Pomysł na te naleśniki zaczerpnęłam z telewizyjnego programu Rewolucja na talerzu. Naleśniki są ciekawe w smaku, orzechowo-gryczane, wyglądają atrakcyjnie a do tego są zdrowe. Mnie bardzo smakowały. Zjadłam je z fetą, bazylią i suszonymi pomidorami. Myślę, że będzie do nich pasowało wiele innych “słonych” nadzień. Przepis wart wypróbowania!
- 1/2 szklanki wody
- 1/2 szklanki mleka
- szklanka mąki gryczanej
- jajko
- garść świeżych liści szpinaku
- łyżka oleju
- szczypta soli
Wszystkie składniki, z wyjątkiem liści szpinaku, wymieszać w misce łyżką lub zmiksować do uzyskania jednolitej konsystencji. Szpinak posiekać i dodać do ciasta. W razie gdyby było zbyt gęste, dodać trochę wody lub mleka. Nakładać łyżką i delikatnie rozprowadzić ciasto na rozgrzanej patelni posmarowanej odrobiną tłuszczu. Smażyć na złoto-brązowy kolor.
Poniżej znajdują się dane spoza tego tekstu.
use std::collections::BTreeMap;
use std::path::PathBuf;

use ad_applicability::config::AppConfig;
use ad_applicability::directives::{
    all_passed, verify_result, AdDocument, AircraftConfiguration, ApplicabilityEvaluator,
    ApplicabilityRules, DirectiveStore, EvaluationResult, ExemptingModification,
    FileDirectiveStore, FleetImporter, MsnConstraint, VerificationResult,
};
use ad_applicability::error::AppError;
use clap::Args;
use serde_json::json;

#[derive(Args, Debug)]
pub(crate) struct EvaluateArgs {
    /// Fleet roster CSV with Aircraft Model, MSN, Modifications Applied columns
    #[arg(long)]
    pub(crate) fleet: PathBuf,
    /// Directory of parsed directive JSON documents (defaults to AD_LIBRARY_DIR)
    #[arg(long)]
    pub(crate) library: Option<PathBuf>,
    /// Emit the raw evaluation results as JSON
    #[arg(long)]
    pub(crate) json: bool,
}

#[derive(Args, Debug, Default)]
pub(crate) struct DemoArgs {
    /// Emit the demo results as JSON instead of a text report
    #[arg(long)]
    pub(crate) json: bool,
}

pub(crate) fn run_evaluate(args: EvaluateArgs) -> Result<(), AppError> {
    let EvaluateArgs {
        fleet,
        library,
        json,
    } = args;

    let aircraft = FleetImporter::from_path(&fleet)?;
    let directory = match library {
        Some(path) => path,
        None => AppConfig::load()?.library.directive_dir,
    };
    let directives = FileDirectiveStore::new(&directory).list()?;

    let evaluator = ApplicabilityEvaluator::new();
    let results: Vec<EvaluationResult> = aircraft
        .iter()
        .map(|configuration| evaluator.evaluate_against_all(configuration, &directives))
        .collect();

    if json {
        print_json(&json!({ "evaluation_results": results }))?;
    } else {
        println!(
            "Evaluated {} aircraft against {} directive(s) from {}",
            results.len(),
            directives.len(),
            directory.display()
        );
        render_evaluations(&results);
    }

    Ok(())
}

pub(crate) fn run_demo(args: DemoArgs) -> Result<(), AppError> {
    let directives = sample_directives();
    let evaluator = ApplicabilityEvaluator::new();

    let fleet_results: Vec<EvaluationResult> = demo_fleet()
        .iter()
        .map(|aircraft| evaluator.evaluate_against_all(aircraft, &directives))
        .collect();

    let reports: Vec<VerificationResult> = verification_fleet()
        .into_iter()
        .map(|(aircraft, expected)| {
            let evaluation = evaluator.evaluate_against_all(&aircraft, &directives);
            verify_result(&evaluation, &expected)
        })
        .collect();
    let passed = all_passed(&reports);

    if args.json {
        print_json(&json!({
            "fleet_results": fleet_results,
            "verification_results": reports,
            "all_verification_passed": passed,
        }))?;
        return Ok(());
    }

    println!("Airworthiness Directive applicability demo");
    let ids: Vec<&str> = directives
        .iter()
        .map(|directive| directive.ad_id.as_str())
        .collect();
    println!("Directives: {}", ids.join(", "));

    println!("\nFleet verdicts");
    render_evaluations(&fleet_results);

    println!("\nVerification against expected verdicts");
    for report in &reports {
        println!(
            "- {} (MSN {})",
            report.aircraft.aircraft_model,
            format_msn(report.aircraft.msn)
        );
        for key in &report.results {
            println!(
                "    {}: affected={} expected={} pass={}",
                key.ad_id, key.is_affected, key.expected, key.pass_check
            );
        }
    }

    println!("\nAll verification checks passed: {passed}");
    Ok(())
}

fn render_evaluations(results: &[EvaluationResult]) {
    for result in results {
        println!(
            "- {} (MSN {})",
            result.aircraft.aircraft_model,
            format_msn(result.aircraft.msn)
        );
        for key in &result.results {
            let verdict = if key.is_affected {
                "AFFECTED"
            } else {
                "not affected"
            };
            println!("    {}: {} ({})", key.ad_id, verdict, key.reason);
        }
    }
}

fn format_msn(msn: Option<u32>) -> String {
    match msn {
        Some(value) => value.to_string(),
        None => "unknown".to_string(),
    }
}

fn print_json(value: &serde_json::Value) -> Result<(), AppError> {
    let rendered = serde_json::to_string_pretty(value)
        .map_err(|err| AppError::Io(std::io::Error::other(err)))?;
    println!("{rendered}");
    Ok(())
}

/// Two representative directives: an FAA note covering the MD-11/MD-10 family
/// with an MSN window, and an EASA note over the A320 family with
/// model-scoped modification exemptions.
pub(crate) fn sample_directives() -> Vec<AdDocument> {
    vec![
        AdDocument {
            ad_id: "FAA-2025-23-53".to_string(),
            title: Some("Fuselage frame inspection".to_string()),
            effective_date: None,
            applicability_rules: ApplicabilityRules {
                aircraft_models: vec![
                    "MD-11".to_string(),
                    "MD-11F".to_string(),
                    "MD-10-10F".to_string(),
                    "MD-10-30F".to_string(),
                ],
                msn_constraints: Some(MsnConstraint {
                    min_msn: Some(46000),
                    max_msn: Some(48999),
                    exclude_msns: None,
                    include_msns: None,
                }),
                required_modifications: vec![
                    "Inspect fuselage frames per SB MD11-53A082".to_string()
                ],
                additional_conditions: None,
                ..ApplicabilityRules::default()
            },
            raw_applicability_text: Some(
                "This AD applies to McDonnell Douglas Model MD-11, MD-11F, MD-10-10F, and \
                 MD-10-30F airplanes, manufacturer serial numbers 46000 through 48999."
                    .to_string(),
            ),
        },
        AdDocument {
            ad_id: "EASA-2025-0254R1".to_string(),
            title: Some("Wing top skin reinforcement".to_string()),
            effective_date: None,
            applicability_rules: ApplicabilityRules {
                aircraft_models: vec![
                    "A319".to_string(),
                    "A320".to_string(),
                    "A321".to_string(),
                ],
                excluded_if_modifications: vec![
                    ExemptingModification::scoped("Airbus modification 24591", ["A320"]),
                    ExemptingModification::scoped("Airbus modification 24977", ["A321"]),
                    ExemptingModification::universal("SB A320-57-1089"),
                ],
                ..ApplicabilityRules::default()
            },
            raw_applicability_text: Some(
                "Airbus A319, A320 and A321 aeroplanes, all manufacturer serial numbers, except \
                 aeroplanes on which Airbus modification 24591 (A320) or modification 24977 \
                 (A321) has been embodied in production, or on which SB A320-57-1089 has been \
                 accomplished in service."
                    .to_string(),
            ),
        },
    ]
}

fn demo_fleet() -> Vec<AircraftConfiguration> {
    vec![
        AircraftConfiguration::new("MD-11", Some(48123)),
        AircraftConfiguration::new("DC-10-30F", Some(47890)),
        AircraftConfiguration::new("Boeing 737-800", Some(30123)),
        AircraftConfiguration::new("A320-214", Some(5234)),
        AircraftConfiguration::new("A320-232", Some(6789))
            .with_modifications(["mod 24591 (production)"]),
        AircraftConfiguration::new("A320-214", Some(7456))
            .with_modifications(["SB A320-57-1089 Rev 04"]),
        AircraftConfiguration::new("A321-111", Some(8123)),
        AircraftConfiguration::new("A321-112", Some(364))
            .with_modifications(["mod 24977 (production)"]),
        AircraftConfiguration::new("A319-100", Some(9234)),
        AircraftConfiguration::new("MD-10-10F", Some(46234)),
    ]
}

fn verification_fleet() -> Vec<(AircraftConfiguration, BTreeMap<String, bool>)> {
    vec![
        (
            AircraftConfiguration::new("MD-11F", Some(48400)),
            expectations(&[("FAA-2025-23-53", true), ("EASA-2025-0254R1", false)]),
        ),
        (
            AircraftConfiguration::new("A320-214", Some(4500))
                .with_modifications(["mod 24591 (production)"]),
            expectations(&[("FAA-2025-23-53", false), ("EASA-2025-0254R1", false)]),
        ),
        (
            AircraftConfiguration::new("A320-214", Some(4500)),
            expectations(&[("FAA-2025-23-53", false), ("EASA-2025-0254R1", true)]),
        ),
    ]
}

fn expectations(entries: &[(&str, bool)]) -> BTreeMap<String, bool> {
    entries
        .iter()
        .map(|(ad_id, expected)| (ad_id.to_string(), *expected))
        .collect()
}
Z podanej ilości składników wyszło mi chyba 8 naleśników o średnicy około 20 cm.
5 komentarzy:
I znów pychota:-)
O tak! :)
Uwielbiam mąkę gryczaną.
Czy będę mogła skorzystać z Twojego przepisu?
:)
Hannah: dzięki:) cmok!
Polko: ja też lubię mąkę gryczaną:) Oczywiście korzystaj, choć trochę się stresuję... co to będzie jak Ci nie posmakuje?... ;) A tak w ogóle, co tak cicho na Twoim blogu? Pozdrawiam cieplutko:)
oooo coś dla mnie :) wypróbuję, bo wyglądają pysznie !!!